impl AlertService {
    pub fn new(store: AlertStore) -> Self {
        Self {
            store,
            dispatcher: None,
        }
    }

    pub fn dispatcher(mut self, dispatcher: NotificationDispatcher) -> Self {
        self.dispatcher = Some(dispatcher);

        self
    }

    pub fn store(&self) -> &AlertStore {
        &self.store
    }

    pub async fn create_alert(&self, request: CreateAlert) -> Result<Alert> {
        if request.title.trim().is_empty() {
            return Err(AlertError::InvalidInput(
                "alert title must not be empty".to_owned(),
            ));
        }

        if request.message.trim().is_empty() {
            return Err(AlertError::InvalidInput(
                "alert message must not be empty".to_owned(),
            ));
        }

        let mut alert = Alert::new(
            request.alert_type,
            request.severity,
            request.title,
            request.message,
        );

        if let Some(parcel_id) = request.parcel_id {
            alert = alert.parcel_id(parcel_id);
        }

        if let Some(location) = request.location {
            alert = alert.location(location);
        }

        if let Some(expiry_seconds) = request.expiry_seconds {
            alert = alert.expires_in(expiry_seconds);
        }

        alert.metadata = request.metadata;

        let alert = self.store.save_alert(alert).await?;

        self.record_history(alert.id, HistoryAction::Created, None, "alert created")
            .await?;

        if let Err(err) = self.notify_subscribers(&alert).await {
            warn!(
                alert_id = alert.id,
                error = %err,
                "failed to queue subscriber notifications"
            );
        }

        info!(
            alert_id = alert.id,
            alert_type = %alert.alert_type,
            severity = %alert.severity,
            parcel_id = alert.parcel_id,
            "alert created"
        );

        Ok(alert)
    }

    pub async fn get_alert(&self, id: i64) -> Result<Alert> {
        self.store
            .find_alert(id)
            .await?
            .ok_or_else(|| AlertError::NotFound(format!("alert not found with id {id}")))
    }

    pub async fn get_active_alerts(&self) -> Result<Vec<Alert>> {
        Ok(self.store.find_active().await?)
    }

    pub async fn get_active_alerts_by_parcel(&self, parcel_id: i64) -> Result<Vec<Alert>> {
        Ok(self.store.find_active_by_parcel(parcel_id).await?)
    }

    pub async fn get_active_alerts_by_type(&self, alert_type: AlertType) -> Result<Vec<Alert>> {
        Ok(self.store.find_active_by_type(alert_type).await?)
    }

    pub async fn get_active_alerts_by_severity(
        &self,
        severity: AlertSeverity,
    ) -> Result<Vec<Alert>> {
        Ok(self.store.find_active_by_severity(severity).await?)
    }

    pub async fn get_active_alerts_since(&self, since: DateTime<Utc>) -> Result<Vec<Alert>> {
        Ok(self.store.find_active_since(since).await?)
    }

    pub async fn get_unacknowledged_alerts(&self) -> Result<Vec<Alert>> {
        Ok(self.store.find_unacknowledged().await?)
    }

    pub async fn search_alerts(&self, criteria: &SearchCriteria) -> Result<Vec<Alert>> {
        Ok(self.store.search(criteria).await?)
    }

    /// Idempotent: acknowledging an already acknowledged alert returns it
    /// unchanged, without a second history row.
    pub async fn acknowledge_alert(&self, id: i64, by: impl Into<String>) -> Result<Alert> {
        let by = by.into();
        let mut alert = self.get_alert(id).await?;

        if alert.acknowledged {
            warn!(alert_id = id, "alert is already acknowledged");

            return Ok(alert);
        }

        alert.acknowledged = true;
        alert.acknowledged_by = Some(by.to_owned());
        alert.acknowledged_at = Some(Utc::now());

        let alert = self.store.save_alert(alert).await?;

        self.record_history(
            id,
            HistoryAction::Acknowledged,
            Some(by.as_str()),
            "alert acknowledged",
        )
        .await?;

        info!(alert_id = id, by = %by, "alert acknowledged");

        Ok(alert)
    }

    /// Best-effort batch acknowledgement. Missing or already acknowledged
    /// ids are skipped; per-id store failures are logged, never abort the
    /// batch. Returns only the alerts actually transitioned.
    pub async fn acknowledge_alerts(
        &self,
        ids: &[i64],
        by: impl Into<String>,
    ) -> Result<Vec<Alert>> {
        let by = by.into();
        let now = Utc::now();
        let mut acknowledged = Vec::new();

        for &id in ids {
            let result = async {
                let Some(mut alert) = self.store.find_alert(id).await? else {
                    return Ok::<_, AlertError>(None);
                };

                if alert.acknowledged {
                    return Ok(None);
                }

                alert.acknowledged = true;
                alert.acknowledged_by = Some(by.to_owned());
                alert.acknowledged_at = Some(now);

                let alert = self.store.save_alert(alert).await?;

                self.record_history(
                    id,
                    HistoryAction::Acknowledged,
                    Some(by.as_str()),
                    "bulk acknowledgement",
                )
                .await?;

                Ok(Some(alert))
            }
            .await;

            match result {
                Ok(Some(alert)) => acknowledged.push(alert),
                Ok(None) => debug!(alert_id = id, "skipped alert during bulk acknowledgement"),
                Err(err) => error!(alert_id = id, error = %err, "failed to acknowledge alert"),
            }
        }

        info!(
            acknowledged = acknowledged.len(),
            requested = ids.len(),
            by = %by,
            "bulk acknowledgement finished"
        );

        Ok(acknowledged)
    }

    pub async fn dismiss_alert(&self, id: i64, by: impl Into<String>) -> Result<Alert> {
        let by = by.into();
        let mut alert = self.get_alert(id).await?;

        alert.is_active = false;

        let alert = self.store.save_alert(alert).await?;

        self.record_history(
            id,
            HistoryAction::Dismissed,
            Some(by.as_str()),
            "alert dismissed",
        )
        .await?;

        info!(alert_id = id, by = %by, "alert dismissed");

        Ok(alert)
    }

    /// Transitions every active alert whose expiry has passed to inactive,
    /// appending one EXPIRED history row each. Returns the number expired.
    pub async fn expire_old_alerts(&self) -> Result<usize> {
        let expired = self.store.find_expired(Utc::now()).await?;
        let count = expired.len();

        for mut alert in expired {
            let id = alert.id;
            alert.is_active = false;

            self.store.save_alert(alert).await?;
            self.record_history(
                id,
                HistoryAction::Expired,
                Some("SYSTEM"),
                "alert expired automatically",
            )
            .await?;

            debug!(alert_id = id, "alert expired");
        }

        if count > 0 {
            info!(count, "expired old alerts");
        }

        Ok(count)
    }

    pub async fn subscribe(&self, request: CreateSubscription) -> Result<AlertSubscription> {
        if request.user_id.trim().is_empty() {
            return Err(AlertError::InvalidInput(
                "subscription user id must not be empty".to_owned(),
            ));
        }

        match request.notification_method {
            NotificationMethod::Email
                if request.email.as_deref().unwrap_or("").trim().is_empty() =>
            {
                return Err(AlertError::InvalidInput(
                    "email notifications require an email address".to_owned(),
                ));
            }
            NotificationMethod::Sms
                if request
                    .phone_number
                    .as_deref()
                    .unwrap_or("")
                    .trim()
                    .is_empty() =>
            {
                return Err(AlertError::InvalidInput(
                    "sms notifications require a phone number".to_owned(),
                ));
            }
            _ => {}
        }

        let mut subscription =
            AlertSubscription::new(request.user_id, request.notification_method)
                .alert_types(request.alert_types);

        if let Some(parcel_id) = request.parcel_id {
            subscription = subscription.parcel_id(parcel_id);
        }

        if let Some(email) = request.email {
            subscription = subscription.email(email);
        }

        if let Some(phone_number) = request.phone_number {
            subscription = subscription.phone_number(phone_number);
        }

        let subscription = self.store.save_subscription(subscription).await?;

        info!(
            subscription_id = subscription.id,
            user_id = %subscription.user_id,
            parcel_id = subscription.parcel_id,
            "subscription created"
        );

        Ok(subscription)
    }

    pub async fn get_subscription(
        &self,
        user_id: &str,
        parcel_id: Option<i64>,
    ) -> Result<AlertSubscription> {
        let subscription = match parcel_id {
            Some(parcel_id) => {
                self.store
                    .find_subscription_by_user_and_parcel(user_id, parcel_id)
                    .await?
            }
            _ => self
                .store
                .find_subscriptions_by_user(user_id)
                .await?
                .into_iter()
                .next(),
        };

        subscription.ok_or_else(|| {
            AlertError::NotFound(format!("subscription not found for user {user_id}"))
        })
    }

    pub async fn get_subscriptions_for_parcel(
        &self,
        parcel_id: i64,
    ) -> Result<Vec<AlertSubscription>> {
        Ok(self.store.find_enabled_for_parcel(parcel_id).await?)
    }

    pub async fn get_alert_statistics(&self, parcel_id: Option<i64>) -> Result<AlertStatistics> {
        Ok(AlertStatistics {
            total: self.store.count_alerts(parcel_id).await?,
            active: self.store.count_active(parcel_id).await?,
            unacknowledged: self.store.count_unacknowledged(parcel_id).await?,
        })
    }

    /// Aggregates alerts over the trailing window: counts by type and
    /// severity, the acknowledgement rate in percent, and the mean minutes
    /// between alert time and acknowledgement.
    pub async fn get_alert_trends(
        &self,
        parcel_id: Option<i64>,
        days: i64,
    ) -> Result<AlertTrends> {
        let since = Utc::now() - Duration::days(days);
        let alerts = self.store.find_since(parcel_id, since).await?;

        let mut by_type: HashMap<AlertType, u64> = HashMap::new();
        let mut by_severity: HashMap<AlertSeverity, u64> = HashMap::new();

        for alert in &alerts {
            *by_type.entry(alert.alert_type).or_default() += 1;
            *by_severity.entry(alert.severity).or_default() += 1;
        }

        let acknowledged = alerts.iter().filter(|a| a.acknowledged).count();
        let acknowledgement_rate = if alerts.is_empty() {
            0.0
        } else {
            acknowledged as f64 / alerts.len() as f64 * 100.0
        };

        let response_minutes: Vec<i64> = alerts
            .iter()
            .filter(|a| a.acknowledged)
            .filter_map(|a| a.acknowledged_at.map(|at| (at - a.alert_time).num_minutes()))
            .collect();

        let avg_response_minutes = if response_minutes.is_empty() {
            0
        } else {
            response_minutes.iter().sum::<i64>() / response_minutes.len() as i64
        };

        Ok(AlertTrends {
            total: alerts.len() as u64,
            by_type,
            by_severity,
            acknowledgement_rate,
            avg_response_minutes,
        })
    }

    /// Store failures surface as a `Down` status, never as an error.
    pub async fn health(&self) -> ServiceHealth {
        let counts = async {
            Ok::<_, AlertError>((
                self.store.count_active(None).await?,
                self.store.count_unacknowledged(None).await?,
                self.store.count_enabled_subscriptions().await?,
            ))
        }
        .await;

        match counts {
            Ok((active_alerts, unacknowledged_alerts, enabled_subscriptions)) => ServiceHealth::Up {
                active_alerts,
                unacknowledged_alerts,
                enabled_subscriptions,
                checked_at: Utc::now(),
            },
            Err(err) => {
                error!(error = %err, "health check failed");

                ServiceHealth::Down {
                    error: err.to_string(),
                }
            }
        }
    }

    async fn record_history(
        &self,
        alert_id: i64,
        action: HistoryAction,
        performed_by: Option<&str>,
        notes: &str,
    ) -> Result<()> {
        let mut history = AlertHistory::new(alert_id, action).notes(notes);

        if let Some(performed_by) = performed_by {
            history = history.performed_by(performed_by);
        }

        self.store.append_history(history).await?;

        Ok(())
    }

    async fn notify_subscribers(&self, alert: &Alert) -> Result<()> {
        let Some(dispatcher) = self.dispatcher.as_ref() else {
            return Ok(());
        };

        let subscriptions = match alert.parcel_id {
            Some(parcel_id) => self.store.find_enabled_for_parcel(parcel_id).await?,
            _ => self.store.find_all_enabled().await?,
        };

        let matched = matching_subscriptions(alert, &subscriptions);

        if matched.is_empty() {
            return Ok(());
        }

        debug!(
            alert_id = alert.id,
            subscribers = matched.len(),
            "queueing subscriber notifications"
        );

        dispatcher
            .dispatch(alert.clone(), matched)
            .map_err(|err| AlertError::Store(agrialert_store::StoreError::Any(err)))
    }
}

■ Your goal ■
State how many lines in the listing above contain "Down". Nothing else is needed.

■ Solution to this task ■
2